MATERIAL FOR THIS EXERCISE START

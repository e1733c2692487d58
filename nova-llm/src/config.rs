use serde::{Deserialize, Serialize};

/// Language-model and pipeline configuration
#[derive(Debug, Clone, Serialize, Deserialize)]
#[serde(default)]
pub struct LLMConfig {
    /// Ollama-compatible chat endpoint root
    pub base_url: String,
    pub model: String,
    /// Decoding temperature of the first attempt
    pub temperature: f32,
    /// Decoding temperature of every retry
    pub retry_temperature: f32,
    /// Total attempts including the first one
    pub max_attempts: u32,
    /// Turns retained per session (even, so user/assistant pairs stay together)
    pub max_history: usize,
    pub timeout_secs: u64,
}

impl Default for LLMConfig {
    fn default() -> Self {
        Self {
            base_url: "http://localhost:11434".to_string(),
            model: "gpt-oss:20b".to_string(),
            temperature: 0.7,
            retry_temperature: 0.2,
            max_attempts: 2,
            max_history: 8,
            timeout_secs: 120,
        }
    }
}

impl LLMConfig {
    pub fn validate(&self) -> Result<(), String> {
        if !(self.base_url.starts_with("http://") || self.base_url.starts_with("https://")) {
            return Err(format!("base_url must be an http(s) URL, got '{}'", self.base_url));
        }
        if self.model.trim().is_empty() {
            return Err("model cannot be empty".to_string());
        }
        for (name, value) in [
            ("temperature", self.temperature),
            ("retry_temperature", self.retry_temperature),
        ] {
            if !value.is_finite() || !(0.0..=2.0).contains(&value) {
                return Err(format!("{} must be between 0.0 and 2.0", name));
            }
        }
        if !(1..=5).contains(&self.max_attempts) {
            return Err("max_attempts must be between 1 and 5".to_string());
        }
        if self.max_history < 2 || self.max_history % 2 != 0 {
            return Err("max_history must be an even number >= 2".to_string());
        }
        if self.timeout_secs == 0 {
            return Err("timeout_secs cannot be 0".to_string());
        }
        Ok(())
    }
}

#[derive(Debug, Clone, PartialEq, Eq, Serialize, Deserialize)]
pub struct Message {
    pub role: MessageRole,
    pub content: String,
}

impl Message {
    pub fn system(content: impl Into<String>) -> Self {
        Self { role: MessageRole::System, content: content.into() }
    }

    pub fn user(content: impl Into<String>) -> Self {
        Self { role: MessageRole::User, content: content.into() }
    }

    pub fn assistant(content: impl Into<String>) -> Self {
        Self { role: MessageRole::Assistant, content: content.into() }
    }
}

#[derive(Debug, Clone, Copy, PartialEq, Eq, Hash, Serialize, Deserialize)]
#[serde(rename_all = "lowercase")]
pub enum MessageRole {
    System,
    User,
    Assistant,
}

#[derive(Debug, Clone, Serialize, Deserialize)]
pub struct ChatRequest {
    pub messages: Vec<Message>,
    pub temperature: f32,
}

#[derive(Debug, Clone, Serialize, Deserialize)]
pub struct ChatResponse {
    pub content: String,
    pub model: String,
}
//! Bounded per-session conversation memory

use crate::config::Message;
use parking_lot::RwLock;
use std::collections::{HashMap, VecDeque};

/// Session id -> last N turns, oldest evicted first.
///
/// Lives for the whole process; each session is bounded so the map never needs
/// explicit cleanup.
pub struct SessionStore {
    sessions: RwLock<HashMap<String, VecDeque<Message>>>,
    max_history: usize,
}

impl SessionStore {
    pub fn new(max_history: usize) -> Self {
        // keep it even so a user turn is never separated from its reply
        let max_history = max_history.max(2) & !1;
        Self {
            sessions: RwLock::new(HashMap::new()),
            max_history,
        }
    }

    pub fn max_history(&self) -> usize {
        self.max_history
    }

    /// Ordered turns for a session, empty if never seen
    pub fn get(&self, session_id: &str) -> Vec<Message> {
        self.sessions
            .read()
            .get(session_id)
            .map(|turns| turns.iter().cloned().collect())
            .unwrap_or_default()
    }

    /// Append turns then truncate to the last `max_history` entries
    pub fn append<I>(&self, session_id: &str, turns: I)
    where
        I: IntoIterator<Item = Message>,
    {
        let mut sessions = self.sessions.write();
        let history = sessions.entry(session_id.to_string()).or_default();
        history.extend(turns);
        while history.len() > self.max_history {
            history.pop_front();
        }
    }

    /// Record one exchange; the assistant turn is skipped when nothing was spoken
    pub fn record_exchange(&self, session_id: &str, user_text: &str, spoken_text: &str) {
        let mut turns = vec![Message::user(user_text)];
        if !spoken_text.is_empty() {
            turns.push(Message::assistant(spoken_text));
        }
        self.append(session_id, turns);
    }

    pub fn len(&self, session_id: &str) -> usize {
        self.sessions.read().get(session_id).map_or(0, VecDeque::len)
    }

    pub fn session_count(&self) -> usize {
        self.sessions.read().len()
    }
}

impl Default for SessionStore {
    fn default() -> Self {
        Self::new(crate::config::LLMConfig::default().max_history)
    }
}
//! Server configuration
//!
//! Layers, lowest precedence first: built-in defaults, an optional TOML file,
//! environment variables (after `.env` has been read), command-line flags.

use crate::error::ServerError;
use clap::Parser;
use nova_llm::LLMConfig;
use nova_spk::{EngineKind, SpeechConfig};
use serde::{Deserialize, Serialize};
use std::path::{Path, PathBuf};

pub const DEFAULT_BODY_LIMIT: usize = 1024 * 1024;

#[derive(Debug, Clone, Serialize, Deserialize)]
#[serde(default)]
pub struct ServerConfig {
    pub host: String,
    pub port: u16,
    /// Built front-end (`index.html` plus assets)
    pub static_dir: PathBuf,
    /// Largest accepted request body, bytes
    pub body_limit_bytes: usize,
    pub llm: LLMConfig,
    pub speech: SpeechConfig,
}

impl Default for ServerConfig {
    fn default() -> Self {
        Self {
            host: "0.0.0.0".to_string(),
            port: 3000,
            static_dir: PathBuf::from("front/dist"),
            body_limit_bytes: DEFAULT_BODY_LIMIT,
            llm: LLMConfig::default(),
            speech: SpeechConfig::default(),
        }
    }
}

/// Command-line flags
#[derive(Debug, Clone, Default, Parser)]
#[command(name = "nova-server", version, about = "N:OVA avatar server")]
pub struct Cli {
    /// TOML configuration file
    #[arg(short, long)]
    pub config: Option<PathBuf>,

    #[arg(long)]
    pub host: Option<String>,

    #[arg(short, long)]
    pub port: Option<u16>,

    /// Directory holding the built front-end
    #[arg(long)]
    pub static_dir: Option<PathBuf>,

    /// Ollama base URL
    #[arg(long)]
    pub ollama_url: Option<String>,

    #[arg(long)]
    pub model: Option<String>,

    /// External TTS service root
    #[arg(long)]
    pub tts_url: Option<String>,

    /// Serve speech from the local tone generator instead of an external service
    #[arg(long)]
    pub tone: bool,

    /// Log filter used when RUST_LOG is not set
    #[arg(long, default_value = "info")]
    pub log_level: String,
}

impl ServerConfig {
    pub fn from_toml_str(text: &str) -> Result<Self, ServerError> {
        Ok(toml::from_str(text)?)
    }

    pub fn from_file(path: &Path) -> Result<Self, ServerError> {
        let text = std::fs::read_to_string(path)?;
        Self::from_toml_str(&text)
    }

    /// Full layered load for the binary
    pub fn load(cli: &Cli) -> Result<Self, ServerError> {
        let mut config = match cli.config {
            Some(ref path) => Self::from_file(path)?,
            None => Self::default(),
        };
        config.apply_env(|key| std::env::var(key).ok())?;
        config.apply_cli(cli);
        config.validate()?;
        Ok(config)
    }

    /// Overlay environment variables read through `lookup`. Empty values count as unset.
    pub fn apply_env<F>(&mut self, lookup: F) -> Result<(), ServerError>
    where
        F: Fn(&str) -> Option<String>,
    {
        let var = |key: &str| lookup(key).filter(|value| !value.trim().is_empty());

        if let Some(port) = var("PORT") {
            self.port = port
                .trim()
                .parse()
                .map_err(|_| ServerError::Config(format!("PORT must be a port number, got '{}'", port)))?;
        }
        if let Some(url) = var("OLLAMA_BASE_URL") {
            self.llm.base_url = url;
        }
        if let Some(model) = var("OLLAMA_MODEL") {
            self.llm.model = model;
        }
        if let Some(url) = var("PY_TTS_URL") {
            self.speech.endpoint = Some(url);
        }
        if let Some(dir) = var("NOVA_STATIC_DIR") {
            self.static_dir = PathBuf::from(dir);
        }
        Ok(())
    }

    pub fn apply_cli(&mut self, cli: &Cli) {
        if let Some(ref host) = cli.host {
            self.host = host.clone();
        }
        if let Some(port) = cli.port {
            self.port = port;
        }
        if let Some(ref dir) = cli.static_dir {
            self.static_dir = dir.clone();
        }
        if let Some(ref url) = cli.ollama_url {
            self.llm.base_url = url.clone();
        }
        if let Some(ref model) = cli.model {
            self.llm.model = model.clone();
        }
        if let Some(ref url) = cli.tts_url {
            self.speech.endpoint = Some(url.clone());
        }
        if cli.tone {
            self.speech.engine = EngineKind::Tone;
        }
    }

    pub fn validate(&self) -> Result<(), ServerError> {
        if self.host.trim().is_empty() {
            return Err(ServerError::Config("host cannot be empty".to_string()));
        }
        if self.body_limit_bytes == 0 {
            return Err(ServerError::Config("body_limit_bytes cannot be 0".to_string()));
        }
        self.llm.validate().map_err(ServerError::Config)?;
        self.speech.validate().map_err(ServerError::Config)?;
        Ok(())
    }
}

MATERIAL FOR THIS EXERCISE END

DIRECTIONS FOR THIS TASK
Repeat word for word every line from the start of the entries to the line holding "pairs stay together)", inclusive, and nothing else.

ANSWER TO THIS PROBLEM
repository e1733c2692487d58
filename nova-llm/src/config.rs
use serde::{Deserialize, Serialize};

/// Language-model and pipeline configuration
#[derive(Debug, Clone, Serialize, Deserialize)]
#[serde(default)]
pub struct LLMConfig {
    /// Ollama-compatible chat endpoint root
    pub base_url: String,
    pub model: String,
    /// Decoding temperature of the first attempt
    pub temperature: f32,
    /// Decoding temperature of every retry
    pub retry_temperature: f32,
    /// Total attempts including the first one
    pub max_attempts: u32,
    /// Turns retained per session (even, so user/assistant pairs stay together)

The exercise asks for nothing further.